Living with Fear

September 27, 2014

By Roberto Saviano via Vice

For almost eight years I’ve lived under police protection because of a book I wrote. I was 26 years old when I published Gomorrah, which recounts the story of the Camorra, the Mafia from Naples, the land where I was born. I wanted to be able to write about its entrepreneurial power. In reality, the Mafia is not a coppola (a flat cap) or a sawed-off shotgun. It’s not Michael Corleone. It’s business, it’s commerce, it’s a social order that opposes the law. I decided to convey all of this. And I decided to describe these things in a narrative, using first and last names. I never imagined all that would happen later, the multitude of problems that would arise from the book.

I still remember the day that I returned—free for the last time—by train from a literary festival in Northern Italy to Naples’s central station and was met by the military police. They put me in an armored car. I didn’t talk. I kept my gaze on my feet as if I had been arrested, though they were saving my life. They said to me, “Sir, we’re sorry, but we must put you under protection.” I believed that it would be for a short time—they even assured me, “Sir, just a few weeks, and then everything will be like before.” It’s been almost eight years—nearly a quarter of my life—and the trial against Antonio Iovine and Francesco Bidognetti—the two Camorra bosses accused by an anti-Mafia prosecutor of delivering a death threat against me through a letter read by their lawyers during a trial—will end this fall, maybe.

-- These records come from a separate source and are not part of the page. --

//! Document- and node-shape validation over raw JSON.
//!
//! Operates on `serde_json::Value` so arbitrarily malformed input can be
//! reported instead of rejected at deserialization. A present-but-wrong-type
//! field gets the same code as a missing one; `null` counts as missing.

use serde_json::Value;

use crate::issue::{ValidationIssue, ValidationResult};

/// Codes that make graph and parameter validation meaningless: downstream
/// checks are skipped entirely when any of these is present.
pub const CRITICAL_CODES: &[&str] = &[
    "INVALID_WORKFLOW",
    "MISSING_NODES",
    "INVALID_NODES",
    "EMPTY_NODES",
];

pub fn has_critical(result: &ValidationResult) -> bool {
    CRITICAL_CODES.iter().any(|code| result.has_code(code))
}

pub fn validate(raw: &Value) -> ValidationResult {
    let mut result = ValidationResult::new();

    let Some(doc) = raw.as_object() else {
        result.push(ValidationIssue::error(
            "INVALID_WORKFLOW",
            "Workflow must be a JSON object",
        ));
        return result;
    };

    if field_str(doc, "name").is_none() {
        result.push(
            ValidationIssue::error("MISSING_NAME", "Workflow is missing a name")
                .with_fix("Set a workflow name"),
        );
    }

    let nodes = check_nodes_shape(doc, &mut result);

    match present(doc, "connections") {
        None => result.push(
            ValidationIssue::error("MISSING_CONNECTIONS", "Workflow has no connections object")
                .with_fix("Initialize connections as an empty object"),
        ),
        Some(value) if !value.is_object() => result.push(
            ValidationIssue::error("INVALID_CONNECTIONS", "Workflow connections must be an object")
                .with_fix("Replace connections with an empty object"),
        ),
        Some(_) => {}
    }

    if present(doc, "active").is_none() {
        result.push(
            ValidationIssue::warning("MISSING_ACTIVE", "Workflow has no active flag")
                .with_fix("Default active to false"),
        );
    }
    if present(doc, "settings").is_none() {
        result.push(
            ValidationIssue::warning("MISSING_SETTINGS", "Workflow has no settings object")
                .with_fix("Default settings to an empty object"),
        );
    }
    if field_str(doc, "id").is_none() {
        result.push(
            ValidationIssue::warning("MISSING_WORKFLOW_ID", "Workflow has no id")
                .with_fix("Generate a workflow id"),
        );
    }

    // Node-level checks are meaningless without a usable node array.
    if let Some(nodes) = nodes {
        validate_nodes(nodes, &mut result);
    }

    result
}

/// Returns the node array only when it is usable for per-node checks.
fn check_nodes_shape<'a>(
    doc: &'a serde_json::Map<String, Value>,
    result: &mut ValidationResult,
) -> Option<&'a Vec<Value>> {
    let Some(value) = present(doc, "nodes") else {
        result.push(ValidationIssue::error(
            "MISSING_NODES",
            "Workflow has no nodes array",
        ));
        return None;
    };
    let Some(array) = value.as_array() else {
        result.push(ValidationIssue::error(
            "INVALID_NODES",
            "Workflow nodes must be an array",
        ));
        return None;
    };
    if array.is_empty() {
        result.push(ValidationIssue::error(
            "EMPTY_NODES",
            "Workflow has no nodes",
        ));
        return None;
    }
    if array.iter().any(|entry| !entry.is_object()) {
        result.push(ValidationIssue::error(
            "INVALID_NODES",
            "Every workflow node must be an object",
        ));
        return None;
    }
    Some(array)
}

fn validate_nodes(nodes: &[Value], result: &mut ValidationResult) {
    let mut seen_ids = std::collections::HashSet::new();

    for (index, entry) in nodes.iter().enumerate() {
        // check_nodes_shape guarantees objects.
        let Some(node) = entry.as_object() else { continue };
        let id = field_str(node, "id");
        let name = field_str(node, "name");
        let label = name
            .or(id)
            .map(String::from)
            .unwrap_or_else(|| format!("#{index}"));

        match id {
            None => result.push(
                ValidationIssue::error(
                    "MISSING_NODE_ID",
                    format!("Node {label} has no id"),
                )
                .with_node(None, name)
                .with_fix("Generate a node id"),
            ),
            Some(id) => {
                if !seen_ids.insert(id) {
                    result.push(
                        ValidationIssue::error(
                            "DUPLICATE_NODE_ID",
                            format!("Node id '{id}' is used more than once"),
                        )
                        .with_node(Some(id), name),
                    );
                }
            }
        }

        if name.is_none() {
            result.push(
                ValidationIssue::warning(
                    "MISSING_NODE_NAME",
                    format!("Node {label} has no name"),
                )
                .with_node(id, None)
                .with_fix("Derive a name from the node type"),
            );
        }

        if field_str(node, "type").is_none() {
            result.push(
                ValidationIssue::error(
                    "MISSING_NODE_TYPE",
                    format!("Node {label} has no type"),
                )
                .with_node(id, name),
            );
        }

        match present(node, "parameters") {
            Some(value) if value.is_object() => {}
            _ => result.push(
                ValidationIssue::warning(
                    "MISSING_PARAMETERS",
                    format!("Node {label} has no parameters object"),
                )
                .with_node(id, name)
                .with_fix("Default parameters to an empty object"),
            ),
        }

        if !position_is_valid(present(node, "position")) {
            result.push(
                ValidationIssue::warning(
                    "INVALID_POSITION",
                    format!("Node {label} has no valid [x, y] position"),
                )
                .with_node(id, name)
                .with_fix("Recompute the node position"),
            );
        }

        match present(node, "typeVersion") {
            Some(value) if value.is_number() => {}
            _ => result.push(
                ValidationIssue::warning(
                    "MISSING_TYPE_VERSION",
                    format!("Node {label} has no typeVersion"),
                )
                .with_node(id, name)
                .with_fix("Default typeVersion to 1"),
            ),
        }
    }
}

fn position_is_valid(value: Option<&Value>) -> bool {
    value
        .and_then(Value::as_array)
        .is_some_and(|p| p.len() == 2 && p.iter().all(Value::is_number))
}

/// Field access treating `null` the same as absent.
fn present<'a>(map: &'a serde_json::Map<String, Value>, key: &str) -> Option<&'a Value> {
    map.get(key).filter(|v| !v.is_null())
}

fn field_str<'a>(map: &'a serde_json::Map<String, Value>, key: &str) -> Option<&'a str> {
    present(map, key)
        .and_then(Value::as_str)
        .filter(|s| !s.is_empty())
}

At this point, I can hear the questions: Why should Mafia bosses hate someone who writes? What did I uncover? And above all, now that I’ve uncovered it and published my findings, wouldn’t killing me be nonsensical? In fact, wouldn’t killing me just confirm every terrible thing people already believe about the Mafia?

Criminal organizations are terrified not by writers but by readers. That is why the slaughter of journalists by criminal organizations around the world has never stopped. The internet collects everything, so mobsters are not afraid of information about their activities—it’s all going to get out there anyway. There are judges and police to investigate, arrest, and sometimes convict them, and they’ve always taken law enforcement into account. Such things they are willing to accept. What they won’t accept, what makes them fearful, is a public full of readers who begin to understand organized crime, who talk and share information with one another, and who eventually advocate for change. Cultural pressure, political pressure, a demand for transformation—that’s what frightens Mafia bosses. The most dangerous thing that a journalist—a narrator—can do is put together pieces, find new, valid theories, and recount them.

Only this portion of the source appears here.